Eu acordei e lá estava ela, meu coração de papel.
Os olhinhos de jabuticaba me olhando com aquele jeitinho manhoso de quem diz "ainda é tão cedo, não quero levantar da cama"
E lá ficam eles, aqueles olhinhos de jabuticaba me olhando enquanto me arrumo diante do espelho. Um jeito nos cabelos, uma maquiagem pra me dar mais cores, vou até a cozinha pra
um café e volto, e lá está ela, meu coração de papel, esticada sob as cobertas ainda com sua carinha de sono e de quem não vai levantar do quentinho da cama só pra me dar tchau,  mas de vez em quando ela faz isso.
Eu pego minha bolsa e ela já sabe pra onde eu vou, então ela nem se meche, dou um beijo no seu narizinho quentinho sob as cobertas, sinto todo o amor pulsando dentro de mim enquanto eu digo "mamãe vai trabalhar", mas ela já sabe, por isso ela nem se move.
E lá vou eu pra mais um dia de trabalho, e lá está ela quando eu volto, meu coraçãozinho de papel, meus olhinhos de jabuticaba.

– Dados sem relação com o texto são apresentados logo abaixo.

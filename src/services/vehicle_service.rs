//! Servicio del registro de vehículos
//!
//! El tipo de vehículo alimenta el conjunto de documentos requeridos de la
//! reserva; las cotizaciones guardan un snapshot del vehículo en lugar de
//! una referencia viva.

use std::sync::Arc;

use chrono::Utc;
use tracing::info;
use uuid::Uuid;
use validator::Validate;

use crate::models::vehicle::{RegisterVehicleRequest, Vehicle};
use crate::storage::{CustomerStore, Store, VehicleStore};
use crate::utils::errors::{not_found_error, AppResult};

#[derive(Clone)]
pub struct VehicleService {
    store: Arc<dyn Store>,
}

impl VehicleService {
    pub fn new(store: Arc<dyn Store>) -> Self {
        Self { store }
    }

    pub async fn register_vehicle(&self, request: RegisterVehicleRequest) -> AppResult<Vehicle> {
        request.validate()?;
        self.store
            .find_customer(request.customer_id)
            .await?
            .ok_or_else(|| not_found_error("Customer", request.customer_id))?;

        let vehicle = Vehicle {
            id: Uuid::new_v4(),
            customer_id: request.customer_id,
            make: request.make,
            model: request.model,
            year: request.year,
            vin: request.vin,
            vehicle_type: request.vehicle_type,
            created_at: Utc::now(),
        };

        let vehicle = self.store.insert_vehicle(vehicle).await?;
        info!(
            vehicle_id = %vehicle.id,
            vehicle_type = vehicle.vehicle_type.as_str(),
            "vehicle registered"
        );
        Ok(vehicle)
    }

    pub async fn get_vehicle(&self, id: Uuid) -> AppResult<Vehicle> {
        self.store
            .find_vehicle(id)
            .await?
            .ok_or_else(|| not_found_error("Vehicle", id))
    }

    pub async fn list_vehicles_by_customer(&self, customer_id: Uuid) -> AppResult<Vec<Vehicle>> {
        self.store.vehicles_by_customer(customer_id).await
    }
}

#[cfg(test)]
mod tests {
    use super::*;
    use crate::models::customer::{Customer, CustomerStatus};
    use crate::models::vehicle::VehicleType;
    use crate::storage::memory::MemoryStore;
    use crate::utils::errors::AppError;

    async fn seed_customer(store: &MemoryStore) -> Customer {
        store
            .insert_customer(Customer {
                id: Uuid::new_v4(),
                full_name: "Kofi Adjei".to_string(),
                email: "kofi@example.com".to_string(),
                phone: None,
                country: None,
                status: CustomerStatus::Active,
                created_at: Utc::now(),
            })
            .await
            .unwrap()
    }

    fn register_request(customer_id: Uuid) -> RegisterVehicleRequest {
        RegisterVehicleRequest {
            customer_id,
            make: "Toyota".to_string(),
            model: "Corolla".to_string(),
            year: 2019,
            vin: Some("1NXBR32E84Z995078".to_string()),
            vehicle_type: VehicleType::Sedan,
        }
    }

    #[tokio::test]
    async fn test_register_and_list() {
        let store = Arc::new(MemoryStore::new());
        let customer = seed_customer(&store).await;
        let svc = VehicleService::new(store);

        let vehicle = svc.register_vehicle(register_request(customer.id)).await.unwrap();
        assert_eq!(vehicle.vehicle_type, VehicleType::Sedan);

        let vehicles = svc.list_vehicles_by_customer(customer.id).await.unwrap();
        assert_eq!(vehicles.len(), 1);

        let snapshot = vehicles[0].details();
        assert_eq!(snapshot.make, "Toyota");
        assert_eq!(snapshot.vehicle_type, VehicleType::Sedan);
    }

    #[tokio::test]
    async fn test_unknown_customer_rejected() {
        let store = Arc::new(MemoryStore::new());
        let svc = VehicleService::new(store);

        let err = svc
            .register_vehicle(register_request(Uuid::new_v4()))
            .await
            .unwrap_err();
        assert!(matches!(err, AppError::NotFound(_)));
    }

    #[tokio::test]
    async fn test_year_bounds_validated() {
        let store = Arc::new(MemoryStore::new());
        let customer = seed_customer(&store).await;
        let svc = VehicleService::new(store);

        let mut request = register_request(customer.id);
        request.year = 1880;
        let err = svc.register_vehicle(request).await.unwrap_err();
        assert!(matches!(err, AppError::Validation(_)));
    }
}
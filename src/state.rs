//! Shared application state
//!
//! Este módulo arma el estado compartido que la capa HTTP (colaborador
//! externo) recibe: todos los servicios cableados sobre el mismo mundo de
//! persistencia y el mismo puerto de notificaciones.

use std::sync::Arc;

use crate::config::EnvironmentConfig;
use crate::notifications::Notifier;
use crate::services::{
    AnalyticsService, BookingService, CustomerService, DocumentService, PaymentService,
    QuoteService, RouteService, ShipmentService, VehicleService,
};
use crate::storage::Store;

#[derive(Clone)]
pub struct AppState {
    pub config: EnvironmentConfig,
    pub customers: CustomerService,
    pub vehicles: VehicleService,
    pub routes: RouteService,
    pub quotes: QuoteService,
    pub bookings: BookingService,
    pub documents: DocumentService,
    pub payments: PaymentService,
    pub shipments: ShipmentService,
    pub analytics: AnalyticsService,
}

impl AppState {
    pub fn new(
        store: Arc<dyn Store>,
        notifier: Arc<dyn Notifier>,
        config: EnvironmentConfig,
    ) -> Self {
        Self {
            customers: CustomerService::new(store.clone()),
            vehicles: VehicleService::new(store.clone()),
            routes: RouteService::new(store.clone()),
            quotes: QuoteService::new(store.clone(), notifier.clone(), config.clone()),
            bookings: BookingService::new(store.clone(), notifier.clone(), config.clone()),
            documents: DocumentService::new(store.clone(), config.clone()),
            payments: PaymentService::new(store.clone(), notifier, config.clone()),
            shipments: ShipmentService::new(store.clone()),
            analytics: AnalyticsService::new(store),
            config,
        }
    }
}
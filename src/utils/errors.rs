//! Sistema de manejo de errores
//!
//! Este módulo define todos los tipos de errores del núcleo de dominio.
//! La capa HTTP (colaborador externo) es quien los convierte en respuestas.

use thiserror::Error;

/// Errores principales de la aplicación
#[derive(Error, Debug)]
pub enum AppError {
    #[error("Database error: {0}")]
    Database(String),

    #[error("Validation error: {0}")]
    Validation(String),

    #[error("Not found: {0}")]
    NotFound(String),

    #[error("Conflict: {0}")]
    Conflict(String),

    #[error("Invariant violation: {0}")]
    InvariantViolation(String),

    #[error("Internal error: {0}")]
    Internal(String),
}

impl From<sqlx::Error> for AppError {
    fn from(e: sqlx::Error) -> Self {
        match e {
            sqlx::Error::RowNotFound => AppError::NotFound("row not found".to_string()),
            other => AppError::Database(other.to_string()),
        }
    }
}

impl From<validator::ValidationErrors> for AppError {
    fn from(e: validator::ValidationErrors) -> Self {
        AppError::Validation(e.to_string())
    }
}

impl From<serde_json::Error> for AppError {
    fn from(e: serde_json::Error) -> Self {
        AppError::Internal(format!("serialization error: {}", e))
    }
}

/// Resultado tipado para operaciones que pueden fallar
pub type AppResult<T> = Result<T, AppError>;

/// Función helper para crear errores de validación
pub fn validation_error(message: impl Into<String>) -> AppError {
    AppError::Validation(message.into())
}

/// Función helper para crear errores de recurso no encontrado
pub fn not_found_error(resource: &str, id: impl std::fmt::Display) -> AppError {
    AppError::NotFound(format!("{} with id '{}' not found", resource, id))
}

/// Función helper para crear errores de conflicto
pub fn conflict_error(message: impl Into<String>) -> AppError {
    AppError::Conflict(message.into())
}

/// Función helper para crear errores de invariante
pub fn invariant_error(message: impl Into<String>) -> AppError {
    AppError::InvariantViolation(message.into())
}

Eu me deitei para dormir e lá estava ela, meu coração de papel.
Os olhinhos de jabuticaba brilhando enquanto ela me olhava com aquele jeitinho manhoso de quem diz "posso entrar debaixo da coberta?" 
Mas ela já está se enfiando sob as cobertas,  se aconchegando no seu cantinho no pé da cama. 
Meu coração de papel.
Não passa dois minutos e ela sai, às vezes ela não gosta de ficar por muito tempo debaixo das cobertas, ou ela não se aquieta até que eu erga a coberta e deixe ela enfiar o narizinho pra fora, meu narizinho quentinho que eu sempre aperto mesmo que ela não goste.
Meu coração de papel.

Há coisas na vida que é impossível explicarmos, uns chamam de frescura, outros chamam de carinho, outros falam que é amar os animais, eu digo que é amar incondicionalmente, muito mais do que amo um ser humano, muito mais do que amo os filhos dos meus parentes, muito mais, eu a amo.
Meu coraçãozinho de papel que estava lá comigo nos momentos mais difíceis.
Meu coraçãozinho de papel que estava lá quando eu me trancava no quarto e chorava por causa das pessoas, dos homens, da vida.
Ela e eu, apenas ela e eu, sabemos todos os meus segredos, todos os meus sofrimentos, aqueles dias em que não queria ver nada nem ninguém, e lá estava ela, meus olhinhos de jabuticaba compartilhando em silêncio todo o meu sofrimento, tudo o que ninguém mais poderia jamais compreender.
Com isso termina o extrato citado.